Reproduce word for word every line of the entries below, from the line containing "category with no" through the final line, and nothing else.

#####

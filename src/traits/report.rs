// Copyright 2025 Lablup Inc. and Jeongkyu Shin
//
// Licensed under the Apache License, Version 2.0 (the "License");
// you may not use this file except in compliance with the License.
// You may obtain a copy of the License at
//
//     http://www.apache.org/licenses/LICENSE-2.0
//
// Unless required by applicable law or agreed to in writing, software
// distributed under the License is distributed on an "AS IS" BASIS,
// WITHOUT WARRANTIES OR CONDITIONS OF ANY KIND, either express or implied.
// See the License for the specific language governing permissions and
// limitations under the License.

use crate::error::Result;
use crate::report::{HostRecord, ReportKind, VolumeRecord};

/// Destination for the record sets a run produces.
///
/// The workflow only calls these with non-empty slices; a category with no
/// findings produces no report at all.
pub trait ReportSink {
    fn write_hosts(&mut self, kind: ReportKind, records: &[HostRecord]) -> Result<()>;

    fn write_volumes(&mut self, kind: ReportKind, records: &[VolumeRecord]) -> Result<()>;
}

#####

◆ **Answer space**:
/// The workflow only calls these with non-empty slices; a category with no
/// findings produces no report at all.
pub trait ReportSink {
    fn write_hosts(&mut self, kind: ReportKind, records: &[HostRecord]) -> Result<()>;

    fn write_volumes(&mut self, kind: ReportKind, records: &[VolumeRecord]) -> Result<()>;
}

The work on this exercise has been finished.